- [Your instructions]:
Below are some entries. Work out how many of their lines hold the word "signed", and write that number alone.

Segment Open

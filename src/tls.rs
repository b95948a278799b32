use std::fs::File;
use std::io::{self, BufReader, ErrorKind};
use std::sync::Arc;

use pgwire::tokio::tokio_rustls::rustls::ServerConfig;
use pgwire::tokio::TlsAcceptor;

pub fn load_tls_acceptor(
    cert_path: Option<&str>,
    key_path: Option<&str>,
) -> io::Result<Option<TlsAcceptor>> {
    let (cert_path, key_path) = match (cert_path, key_path) {
        (None, None) => return Ok(None),
        (Some(c), Some(k)) => (c, k),
        _ => {
            return Err(io::Error::new(
                ErrorKind::InvalidInput,
                "both ROOST_TLS_CERT and ROOST_TLS_KEY must be set, or neither",
            ));
        }
    };

    let certs: Vec<_> = rustls_pemfile::certs(&mut BufReader::new(File::open(cert_path)?))
        .collect::<Result<_, _>>()?;

    let key = rustls_pemfile::private_key(&mut BufReader::new(File::open(key_path)?))?
        .ok_or_else(|| io::Error::new(ErrorKind::InvalidInput, "no private key found in key file"))?;

    let mut config = ServerConfig::builder()
        .with_no_client_auth()
        .with_single_cert(certs, key)
        .map_err(|e| io::Error::new(ErrorKind::InvalidInput, e))?;

    config.alpn_protocols = vec![b"postgresql".to_vec()];

    Ok(Some(TlsAcceptor::from(Arc::new(config))))
}

#[cfg(test)]
mod tests {
    use super::*;

    #[test]
    fn disabled_when_unset() {
        assert!(load_tls_acceptor(None, None).unwrap().is_none());
    }

    #[test]
    fn cert_without_key_rejected() {
        let err = load_tls_acceptor(Some("cert.pem"), None).err().unwrap();
        assert_eq!(err.kind(), ErrorKind::InvalidInput);
        assert!(err.to_string().contains("ROOST_TLS_KEY"));
    }

    #[test]
    fn missing_cert_file_is_io_error() {
        let err = load_tls_acceptor(Some("/nonexistent/roost.crt"), Some("/nonexistent/roost.key"))
            .err()
            .unwrap();
        assert_eq!(err.kind(), ErrorKind::NotFound);
    }
}
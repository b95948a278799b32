use chrono::NaiveDate;
use sqlparser::ast::{
    self, AssignmentTarget, Expr, FromTable, ObjectNamePart, SetExpr, Statement, TableFactor, TableObject, Value,
    ValueWithSpan,
};
use sqlparser::dialect::PostgreSqlDialect;
use sqlparser::keywords::Keyword;
use sqlparser::parser::{Parser, ParserError};
use sqlparser::tokenizer::Token;
use ulid::Ulid;

use crate::limits::MAX_SQL_LEN;
use crate::model::*;

/// Parsed command from SQL input.
#[derive(Debug, PartialEq)]
pub enum Command {
    InsertUser {
        id: Ulid,
        username: String,
        email: String,
        phone: String,
    },
    DeleteUser {
        id: Ulid,
    },
    /// Fields left `None` keep their current value.
    UpdateUser {
        id: Ulid,
        username: Option<String>,
        email: Option<String>,
        phone: Option<String>,
    },
    SelectUsers,
    SelectUser {
        id: Ulid,
    },
    InsertListing {
        id: Ulid,
        host_id: Ulid,
        title: String,
        location: Option<String>,
        capacity: u32,
        description: Option<String>,
    },
    DeleteListing {
        id: Ulid,
    },
    SelectListings,
    SelectListing {
        id: Ulid,
    },
    InsertAvailability {
        listing_id: Ulid,
        range: DateRange,
    },
    SelectAvailability {
        listing_id: Ulid,
    },
    InsertBooking {
        id: Ulid,
        listing_id: Ulid,
        user_id: Ulid,
        range: DateRange,
    },
    TransitionBooking {
        id: Ulid,
        event: BookingEvent,
    },
    /// `DELETE FROM bookings` cancels; bookings are never erased.
    DeleteBooking {
        id: Ulid,
    },
    SelectBookings {
        listing_id: Ulid,
    },
    SelectBooking {
        id: Ulid,
    },
    ToggleFavorite {
        user_id: Ulid,
        listing_id: Ulid,
    },
    SelectFavorites {
        user_id: Ulid,
    },
}

pub fn parse_sql(sql: &str) -> Result<Command, SqlError> {
    if sql.len() > MAX_SQL_LEN {
        return Err(SqlError::Parse("query too long".into()));
    }
    let dialect = PostgreSqlDialect {};
    let stmts = Parser::parse_sql(&dialect, sql).map_err(|e| SqlError::Parse(e.to_string()))?;
    let stmt = match stmts.as_slice() {
        [] => return Err(SqlError::Empty),
        [stmt] => stmt,
        _ => return Err(SqlError::Unsupported("multiple statements".into())),
    };

    match stmt {
        Statement::Insert(insert) => parse_insert(insert),
        Statement::Delete(delete) => parse_delete(delete),
        Statement::Query(query) => parse_select(query),
        Statement::Update { .. } => parse_update(sql),
        other => Err(SqlError::Unsupported(format!("{other}"))),
    }
}
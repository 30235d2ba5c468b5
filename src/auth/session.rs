//! Session management
//!
//! Tracks the signed-in account, the address selected for
//! address-scoped operations, and the bearer token. State is readable
//! synchronously and observable through watch channels; logout is
//! announced on a broadcast channel.

use chrono::{DateTime, Utc};
use serde::{Deserialize, Serialize};
use std::sync::RwLock;
use tokio::sync::{broadcast, watch};

use crate::data::{Address, WriteGuard};
use crate::error::AppError;

/// Profile of the signed-in account
#[derive(Debug, Clone, PartialEq, Eq, Serialize, Deserialize)]
pub struct Profile {
    pub name: String,
    pub email: String,
}

/// An address the account may act as
#[derive(Debug, Clone, PartialEq, Eq, Serialize, Deserialize)]
pub struct AddressGrant {
    pub address: Address,
    /// Registration expiry; `None` never expires
    pub expires_at: Option<DateTime<Utc>>,
}

impl AddressGrant {
    pub fn new(address: impl Into<Address>) -> Self {
        Self {
            address: address.into(),
            expires_at: None,
        }
    }

    /// Check if the grant is expired
    pub fn is_expired(&self) -> bool {
        self.expires_at.is_some_and(|expires_at| expires_at < Utc::now())
    }
}

/// Account half of the session
#[derive(Debug, Clone, PartialEq, Eq, Default)]
pub enum Account {
    #[default]
    NotSynchronized,
    Synchronized {
        profile: Profile,
        addresses: Vec<AddressGrant>,
    },
}

impl Account {
    /// Whether `address` is one of the account's unexpired grants
    pub fn grants(&self, address: &Address) -> bool {
        match self {
            Self::NotSynchronized => false,
            Self::Synchronized { addresses, .. } => addresses
                .iter()
                .any(|grant| &grant.address == address && !grant.is_expired()),
        }
    }
}

/// Address half of the session
#[derive(Debug, Clone, PartialEq, Eq, Default)]
pub enum SelectedAddress {
    #[default]
    Unset,
    Set(Address),
}

impl SelectedAddress {
    pub fn address(&self) -> Option<&Address> {
        match self {
            Self::Unset => None,
            Self::Set(address) => Some(address),
        }
    }
}

/// Joined view of account and selected address
#[derive(Debug, Clone, PartialEq, Eq)]
pub enum SessionState {
    Unavailable,
    Active {
        account: Account,
        selected: SelectedAddress,
    },
}

impl SessionState {
    pub fn join(account: &Account, selected: &SelectedAddress) -> Self {
        match account {
            Account::NotSynchronized => Self::Unavailable,
            Account::Synchronized { .. } => Self::Active {
                account: account.clone(),
                selected: selected.clone(),
            },
        }
    }
}

/// Authentication state consumed by repositories and stores
pub trait SessionProvider: Send + Sync {
    fn is_logged_in(&self) -> bool;

    fn current_address(&self) -> Option<Address>;

    fn access_token(&self) -> Option<String>;

    fn account_changes(&self) -> watch::Receiver<Account>;

    fn address_changes(&self) -> watch::Receiver<SelectedAddress>;

    fn logout_events(&self) -> broadcast::Receiver<()>;

    /// Counter advanced on every sign-in and logout
    fn session_epoch(&self) -> watch::Receiver<u64>;

    /// Guard for cache writes issued under the current session
    ///
    /// Take it before checking the gate, so a logout racing the check
    /// invalidates the guard rather than slipping past it.
    fn write_guard(&self) -> WriteGuard {
        WriteGuard::new(self.session_epoch())
    }
}

/// In-process session provider
pub struct SessionManager {
    account: watch::Sender<Account>,
    selected: watch::Sender<SelectedAddress>,
    token: RwLock<Option<String>>,
    logout: broadcast::Sender<()>,
    epoch: watch::Sender<u64>,
}

impl Default for SessionManager {
    fn default() -> Self {
        Self::new()
    }
}

impl SessionManager {
    pub fn new() -> Self {
        let (account, _) = watch::channel(Account::NotSynchronized);
        let (selected, _) = watch::channel(SelectedAddress::Unset);
        let (logout, _) = broadcast::channel(16);
        let (epoch, _) = watch::channel(0);

        Self {
            account,
            selected,
            token: RwLock::new(None),
            logout,
            epoch,
        }
    }

    /// Store an issued token and the account it belongs to
    ///
    /// A previously selected address that the new account does not grant
    /// is cleared.
    pub fn sign_in(
        &self,
        profile: Profile,
        addresses: Vec<AddressGrant>,
        token: impl Into<String>,
    ) -> Result<(), AppError> {
        let token = token.into();
        if token.trim().is_empty() {
            return Err(AppError::Validation("access token must not be empty".to_string()));
        }

        *self.token.write().unwrap_or_else(|e| e.into_inner()) = Some(token);

        let account = Account::Synchronized { profile, addresses };
        self.selected.send_if_modified(|selected| match selected {
            SelectedAddress::Set(address) if !account.grants(address) => {
                *selected = SelectedAddress::Unset;
                true
            }
            _ => false,
        });
        self.account.send_replace(account);
        self.epoch.send_modify(|epoch| *epoch += 1);

        tracing::info!("Session signed in");
        Ok(())
    }

    /// Select the address used by address-scoped operations
    pub fn select_address(&self, address: impl Into<Address>) -> Result<(), AppError> {
        let address = address.into();

        if !self.is_logged_in() {
            return Err(AppError::Unauthorized);
        }
        if !self.account.borrow().grants(&address) {
            return Err(AppError::Validation(format!(
                "address '{address}' is not an active grant of this account"
            )));
        }

        let next = SelectedAddress::Set(address.clone());
        let changed = self.selected.send_if_modified(|selected| {
            if *selected == next {
                return false;
            }
            *selected = next;
            true
        });

        if changed {
            tracing::info!(address = %address, "Address selected");
        }
        Ok(())
    }

    /// Clear the selected address without signing out
    pub fn clear_address(&self) {
        self.selected.send_if_modified(|selected| {
            let was_set = matches!(selected, SelectedAddress::Set(_));
            *selected = SelectedAddress::Unset;
            was_set
        });
    }

    /// Clear the session and announce the logout
    ///
    /// State is cleared before the epoch advances, and the epoch advances
    /// before the event fires, so event subscribers and pending writes
    /// already see the signed-out session.
    pub fn logout(&self) {
        *self.token.write().unwrap_or_else(|e| e.into_inner()) = None;
        self.selected.send_replace(SelectedAddress::Unset);
        self.account.send_replace(Account::NotSynchronized);
        self.epoch.send_modify(|epoch| *epoch += 1);

        let subscribers = self.logout.send(()).unwrap_or(0);
        tracing::info!(subscribers, "Session logged out");
    }

    pub fn state(&self) -> SessionState {
        SessionState::join(&self.account.borrow(), &self.selected.borrow())
    }
}

impl SessionProvider for SessionManager {
    fn is_logged_in(&self) -> bool {
        matches!(*self.account.borrow(), Account::Synchronized { .. })
            && self.access_token().is_some()
    }

    fn current_address(&self) -> Option<Address> {
        self.selected.borrow().address().cloned()
    }

    fn access_token(&self) -> Option<String> {
        self.token.read().unwrap_or_else(|e| e.into_inner()).clone()
    }

    fn account_changes(&self) -> watch::Receiver<Account> {
        self.account.subscribe()
    }

    fn address_changes(&self) -> watch::Receiver<SelectedAddress> {
        self.selected.subscribe()
    }

    fn logout_events(&self) -> broadcast::Receiver<()> {
        self.logout.subscribe()
    }

    fn session_epoch(&self) -> watch::Receiver<u64> {
        self.epoch.subscribe()
    }
}
//! Service layer
//!
//! Synchronization logic between the remote API and the local stores:
//! content kinds, the generic repository and the timeline mute policy.

mod content;
mod filter;
mod repository;
mod timeline;

pub use content::{
    Bookmarks, ContentKind, NowPage, Pastes, Pictures, SyncStyle, Timeline, WebPage, Weblog,
};
pub use filter::{MuteFilter, MuteRules, should_filter};
pub use repository::{
    CacheSync, MutationReport, Outcome, Repository, SkipReason, SyncDiagnostic,
};
pub use timeline::TimelineService;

Segment Closed

- [Your solution]:
4